• _What you should do_: Write out all the data below exactly.

• _Data to use_:

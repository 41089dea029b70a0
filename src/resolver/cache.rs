// src/resolver/cache.rs

//! Cache of match results
//!
//! Entries are keyed by an xxh128 digest of the repository and the query
//! parameters and carry the repository checksum they were computed against.
//! A lookup serves an entry only if that checksum is still current and every
//! id it mentions is still available.

use super::MatchOptions;
use super::result::{MatchResult, NotFoundReason};
use crate::error::Result;
use crate::hash::xxh128;
use crate::repository::RepositoryBackend;
use dashmap::DashMap;
use serde::{Deserialize, Serialize};
use std::collections::BTreeMap;
use std::path::Path;
use tracing::{debug, info};

#[derive(Debug, Clone, PartialEq, Eq, Serialize, Deserialize)]
pub struct CacheEntry {
    pub checksum: String,
    pub result: MatchResult,
}

#[derive(Serialize)]
struct KeyMaterial<'a> {
    repository: &'a str,
    namespace: &'a str,
    atom: &'a str,
    match_slot: Option<&'a str>,
    multi: bool,
    mask_filter: bool,
    extended: bool,
}

#[derive(Debug, Default)]
pub struct MatchCache {
    entries: DashMap<String, CacheEntry>,
}

impl MatchCache {
    pub fn new() -> Self {
        Self::default()
    }

    /// Cache key for a query against a backend
    pub fn key_for<B: RepositoryBackend>(backend: &B, atom: &str, options: &MatchOptions) -> Result<String> {
        let namespace = backend.cache_namespace();
        let material = KeyMaterial {
            repository: backend.repository_id(),
            namespace: &namespace,
            atom,
            match_slot: options.match_slot.as_deref(),
            multi: options.multi_match,
            mask_filter: options.mask_filter,
            extended: options.extended,
        };
        Ok(xxh128(&serde_json::to_vec(&material)?))
    }

    /// A still valid result for `key`
    ///
    /// Entries computed against another checksum are misses; entries naming
    /// an id that vanished are evicted.
    pub fn get<B: RepositoryBackend>(&self, backend: &B, key: &str) -> Result<Option<MatchResult>> {
        let Some(entry) = self.entries.get(key).map(|e| e.value().clone()) else {
            return Ok(None);
        };
        if entry.checksum != backend.checksum(false)? {
            return Ok(None);
        }
        if !backend.are_available(&entry.result.ids())? {
            debug!("Evicting cached match {} referring to removed packages", key);
            self.entries.remove(key);
            return Ok(None);
        }
        Ok(Some(entry.result))
    }

    /// Store a result computed against the current checksum
    pub fn insert<B: RepositoryBackend>(&self, backend: &B, key: String, result: &MatchResult) -> Result<()> {
        if result.not_found_reason() == Some(NotFoundReason::BackendUnavailable) {
            return Ok(());
        }
        let entry = CacheEntry {
            checksum: backend.checksum(false)?,
            result: result.clone(),
        };
        self.entries.insert(key, entry);
        Ok(())
    }

    pub fn clear(&self) {
        self.entries.clear();
    }

    pub fn len(&self) -> usize {
        self.entries.len()
    }

    pub fn is_empty(&self) -> bool {
        self.entries.is_empty()
    }

    /// Write the cache to a JSON file
    pub fn persist(&self, path: &Path) -> Result<()> {
        let snapshot: BTreeMap<String, CacheEntry> = self
            .entries
            .iter()
            .map(|e| (e.key().clone(), e.value().clone()))
            .collect();
        if let Some(parent) = path.parent() {
            if !parent.as_os_str().is_empty() {
                std::fs::create_dir_all(parent)?;
            }
        }
        std::fs::write(path, serde_json::to_vec(&snapshot)?)?;
        info!("Persisted {} cached matches to {}", snapshot.len(), path.display());
        Ok(())
    }

    /// Read a cache written by `persist`; a missing file gives an empty cache
    pub fn load(path: &Path) -> Result<Self> {
        if !path.exists() {
            return Ok(Self::new());
        }
        let snapshot: BTreeMap<String, CacheEntry> = serde_json::from_slice(&std::fs::read(path)?)?;
        debug!("Loaded {} cached matches from {}", snapshot.len(), path.display());
        Ok(Self {
            entries: snapshot.into_iter().collect(),
        })
    }
}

• _Response to this exercise_:
repository 41089dea029b70a0
filename src/resolver/cache.rs
// src/resolver/cache.rs

//! Cache of match results
//!
//! Entries are keyed by an xxh128 digest of the repository and the query
//! parameters and carry the repository checksum they were computed against.
//! A lookup serves an entry only if that checksum is still current and every
//! id it mentions is still available.

use super::MatchOptions;
use super::result::{MatchResult, NotFoundReason};
use crate::error::Result;
use crate::hash::xxh128;
use crate::repository::RepositoryBackend;
use dashmap::DashMap;
use serde::{Deserialize, Serialize};
use std::collections::BTreeMap;
use std::path::Path;
use tracing::{debug, info};

#[derive(Debug, Clone, PartialEq, Eq, Serialize, Deserialize)]
pub struct CacheEntry {
    pub checksum: String,
    pub result: MatchResult,
}

#[derive(Serialize)]
struct KeyMaterial<'a> {
    repository: &'a str,
    namespace: &'a str,
    atom: &'a str,
    match_slot: Option<&'a str>,
    multi: bool,
    mask_filter: bool,
    extended: bool,
}

#[derive(Debug, Default)]
pub struct MatchCache {
    entries: DashMap<String, CacheEntry>,
}

impl MatchCache {
    pub fn new() -> Self {
        Self::default()
    }

    /// Cache key for a query against a backend
    pub fn key_for<B: RepositoryBackend>(backend: &B, atom: &str, options: &MatchOptions) -> Result<String> {
        let namespace = backend.cache_namespace();
        let material = KeyMaterial {
            repository: backend.repository_id(),
            namespace: &namespace,
            atom,
            match_slot: options.match_slot.as_deref(),
            multi: options.multi_match,
            mask_filter: options.mask_filter,
            extended: options.extended,
        };
        Ok(xxh128(&serde_json::to_vec(&material)?))
    }

    /// A still valid result for `key`
    ///
    /// Entries computed against another checksum are misses; entries naming
    /// an id that vanished are evicted.
    pub fn get<B: RepositoryBackend>(&self, backend: &B, key: &str) -> Result<Option<MatchResult>> {
        let Some(entry) = self.entries.get(key).map(|e| e.value().clone()) else {
            return Ok(None);
        };
        if entry.checksum != backend.checksum(false)? {
            return Ok(None);
        }
        if !backend.are_available(&entry.result.ids())? {
            debug!("Evicting cached match {} referring to removed packages", key);
            self.entries.remove(key);
            return Ok(None);
        }
        Ok(Some(entry.result))
    }

    /// Store a result computed against the current checksum
    pub fn insert<B: RepositoryBackend>(&self, backend: &B, key: String, result: &MatchResult) -> Result<()> {
        if result.not_found_reason() == Some(NotFoundReason::BackendUnavailable) {
            return Ok(());
        }
        let entry = CacheEntry {
            checksum: backend.checksum(false)?,
            result: result.clone(),
        };
        self.entries.insert(key, entry);
        Ok(())
    }

    pub fn clear(&self) {
        self.entries.clear();
    }

    pub fn len(&self) -> usize {
        self.entries.len()
    }

    pub fn is_empty(&self) -> bool {
        self.entries.is_empty()
    }

    /// Write the cache to a JSON file
    pub fn persist(&self, path: &Path) -> Result<()> {
        let snapshot: BTreeMap<String, CacheEntry> = self
            .entries
            .iter()
            .map(|e| (e.key().clone(), e.value().clone()))
            .collect();
        if let Some(parent) = path.parent() {
            if !parent.as_os_str().is_empty() {
                std::fs::create_dir_all(parent)?;
            }
        }
        std::fs::write(path, serde_json::to_vec(&snapshot)?)?;
        info!("Persisted {} cached matches to {}", snapshot.len(), path.display());
        Ok(())
    }

    /// Read a cache written by `persist`; a missing file gives an empty cache
    pub fn load(path: &Path) -> Result<Self> {
        if !path.exists() {
            return Ok(Self::new());
        }
        let snapshot: BTreeMap<String, CacheEntry> = serde_json::from_slice(&std::fs::read(path)?)?;
        debug!("Loaded {} cached matches from {}", snapshot.len(), path.display());
        Ok(Self {
            entries: snapshot.into_iter().collect(),
        })
    }
}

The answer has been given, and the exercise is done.